Installation and Setup (5 out of 5)

SharpReader is an older utility that was first released in 2003. According to the developer’s notes on the product, the last update to the software was made in August of 2006. Despite its age, I had no problems installing it on a 64-bit Vista PC. I’ve also tested it out on 32-bit Vista and on XP, encountering no issues.

Ease of Use (5 out of 5)

The user interface of SharpReader is very basic and clutter-free. As mentioned before, it’s very similar in appearance to a simple email client. You can set up folders to organize your feeds, and each time a new item is added, it will show in SharpReader like an unread message.

User Interface of Sharp Reader

To view an RSS feed in SharpReader, all you have to do is choose Open RSS Feed from the File menu on the application’s main toolbar. A pop-up window will appear where you can input the URL of the feed. Checking the box next to Subscribe to feed will add this selection to your existing collection, and you will be notified whenever any updates have been made to that site.

Subscribing to a New Feed in SharpReader

Performance (4 out of 5)

I’ve only noted one problem with SharpReader’s performance. If the PC has been in hibernation mode for a bit, the feed reader takes a bit of time to re-establish connections and you may see several error messages that it is unable to read the URL. Clicking the Refresh button should help this, but it doesn’t seem to on my PC. However, shutting the application down and restarting it does seem to correct the issue.

Price to Value (5 out of 5)

Since SharpReader is free, the rating for this category should automatically be a 5 out of 5, right? Not necessarily. One of the main reasons for using an RSS feed reader is to save time while still keeping you current with all your favorite sites. If there is something about the application that makes it difficult to use or prevents it from updating in a timely manner, you’ve lost even more time – which has a value of its own.
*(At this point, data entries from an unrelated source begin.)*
//! # wirekit application layer
//!
//! Registries of injectable implementations and external modules, and the use cases
//! that consume a finished container.
//!
//! | Module | Description |
//! |--------|-------------|
//! | [`ports::registry`] | linkme-backed implementation and external-module registries |
//! | [`use_cases`] | The HTTP kernel selecting router and server adapters |

pub mod ports;
pub mod use_cases;

pub use ports::registry::{
    EXTERNAL_MODULES, ExternalModuleEntry, ExternalModuleRegistry, IMPLEMENTATIONS,
    Implementation, ImplementationEntry, ImplementationRegistry, InjectedArguments,
    normalize_implementation_path,
};
pub use use_cases::HttpKernel;
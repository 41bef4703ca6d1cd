//! Logging configuration types

use crate::constants::DEFAULT_LOG_LEVEL;
use serde::{Deserialize, Serialize};
use std::path::PathBuf;

/// Logging configuration
#[derive(Debug, Clone, PartialEq, Eq, Serialize, Deserialize)]
#[serde(default)]
pub struct LoggingConfig {
    /// Log level (trace, debug, info, warn, error)
    pub level: String,

    /// Enable JSON output format
    pub json_format: bool,

    /// Log to a daily rolling file in addition to stderr
    pub file_output: Option<PathBuf>,
}

impl Default for LoggingConfig {
    fn default() -> Self {
        Self {
            level: DEFAULT_LOG_LEVEL.to_string(),
            json_format: false,
            file_output: None,
        }
    }
}
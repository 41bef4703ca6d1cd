//! Service descriptors and container configuration documents

use crate::error::{Error, Result};
use serde::{Deserialize, Serialize};
use serde_json::{Map, Value};

/// Declarative record describing how to construct and bind one service
///
/// # Example
///
/// ```
/// use serde_json::json;
/// use wirekit_domain::value_objects::ServiceDescriptor;
///
/// let descriptor = ServiceDescriptor::new("app/components/routing/router")
///     .with_argument(json!("@container"))
///     .with_argument(json!("%app_router_type%"))
///     .with_alias("routing");
///
/// assert_eq!(descriptor.implementation, "app/components/routing/router");
/// assert_eq!(descriptor.arguments.len(), 2);
/// ```
#[derive(Debug, Clone, PartialEq, Serialize, Deserialize)]
pub struct ServiceDescriptor {
    /// Binding id, unique within one loaded configuration
    pub id: String,

    /// Module path of the implementation, relative to the project root
    pub implementation: String,

    /// Raw constructor arguments, classified at registration
    pub arguments: Vec<Value>,

    /// Additional tags the service is bound under
    pub alias: Vec<String>,
}

impl ServiceDescriptor {
    /// Create a descriptor whose implementation path is its id
    pub fn new(id: impl Into<String>) -> Self {
        let id = id.into();
        Self {
            implementation: id.clone(),
            id,
            arguments: Vec::new(),
            alias: Vec::new(),
        }
    }

    /// Set the implementation path
    pub fn with_implementation(mut self, implementation: impl Into<String>) -> Self {
        self.implementation = implementation.into();
        self
    }

    /// Append one constructor argument
    pub fn with_argument(mut self, argument: Value) -> Self {
        self.arguments.push(argument);
        self
    }

    /// Replace the constructor arguments
    pub fn with_arguments(mut self, arguments: Vec<Value>) -> Self {
        self.arguments = arguments;
        self
    }

    /// Append one alias tag
    pub fn with_alias(mut self, tag: impl Into<String>) -> Self {
        self.alias.push(tag.into());
        self
    }

    /// Build a descriptor from one entry of a `services` object
    pub fn from_entry(id: &str, entry: &Value) -> Result<Self> {
        let entry: ServiceEntry = match entry {
            Value::Null => ServiceEntry::default(),
            other => serde_json::from_value(other.clone()).map_err(|e| {
                Error::configuration_with_source(format!("Invalid service \"{id}\""), e)
            })?,
        };

        Ok(Self {
            id: id.to_owned(),
            implementation: entry.class.unwrap_or_else(|| id.to_owned()),
            arguments: entry.arguments,
            alias: entry.alias,
        })
    }
}

/// Shape of a service entry in a container configuration document
#[derive(Debug, Clone, Default, Deserialize)]
#[serde(deny_unknown_fields)]
struct ServiceEntry {
    /// Implementation path, defaults to the service id
    #[serde(default)]
    class: Option<String>,

    #[serde(default)]
    arguments: Vec<Value>,

    #[serde(default)]
    alias: Vec<String>,
}

/// A container configuration document
///
/// Declares free-form `parameters` and `services` keyed by id, for direct container
/// wiring outside the module system.
#[derive(Debug, Clone, Default, PartialEq)]
pub struct ContainerConfiguration {
    /// Nested parameter tree, flattened at registration
    pub parameters: Map<String, Value>,

    /// Service descriptors in declaration order
    pub services: Vec<ServiceDescriptor>,
}

impl ContainerConfiguration {
    /// Parse a container configuration document
    pub fn from_value(document: &Value) -> Result<Self> {
        let Value::Object(root) = document else {
            return Err(Error::configuration(
                "Container configuration must be a JSON object",
            ));
        };

        let parameters = match root.get("parameters") {
            None | Some(Value::Null) => Map::new(),
            Some(Value::Object(parameters)) => parameters.clone(),
            Some(_) => {
                return Err(Error::configuration(
                    "\"parameters\" must be a JSON object",
                ));
            }
        };

        let services = match root.get("services") {
            None | Some(Value::Null) => Vec::new(),
            Some(Value::Object(services)) => services
                .iter()
                .map(|(id, entry)| ServiceDescriptor::from_entry(id, entry))
                .collect::<Result<Vec<_>>>()?,
            Some(_) => {
                return Err(Error::configuration("\"services\" must be a JSON object"));
            }
        };

        Ok(Self {
            parameters,
            services,
        })
    }

    /// Whether the document declares nothing
    pub fn is_empty(&self) -> bool {
        self.parameters.is_empty() && self.services.is_empty()
    }
}
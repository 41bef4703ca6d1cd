//! Dependency Injection System
//!
//! Configuration-driven wiring. Nothing here knows concrete services: module
//! paths are looked up in the linkme-backed registries of `wirekit-application`
//! and arguments are resolved from their sigils.
//!
//! ## Architecture Overview
//!
//! ```text
//! Kernel (bootstrap)
//! ├── ModuleRegistry      configuration tree → parameters
//! ├── ServiceRegistrar    service descriptors → bindings
//! │   └── ReferenceResolver   @service %parameter% !module literal
//! └── ContainerBuilder ──build()──▶ Container
//! ```

pub mod bootstrap;
pub mod container;
pub mod modules;
pub mod parameters;
pub mod registrar;
pub mod resolver;

pub use bootstrap::{ConfigurationSource, Kernel};
pub use container::{Binding, BindingSummary, Container, ContainerBuilder, Dependency};
pub use modules::{AppModule, ConfigModule, ModuleRegistry, ModuleState};
pub use parameters::{flatten, flatten_with, register_parameters};
pub use registrar::ServiceRegistrar;
pub use resolver::ReferenceResolver;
Fortunately, this isn’t the case for SharpReader. Although I have experienced a couple of instances when it took about an hour or so for a live post to show up on a feed, the problem seemed to be with the feed itself and not the application.

Long story short – SharpReader is easy to use, performs its job well, and it’s free. So that really is a 5 out of 5 for this category.

Overall Rating (5 out of 5)

Despite the issue involving feeds not updating after the PC comes out of hibernation mode, SharpReader is a very handy tool. Not only does it save time, but it also gives users a quick way to search through recent updates on several sites to quickly find a specific post or news item. The fact that it’s free doesn’t hurt at all.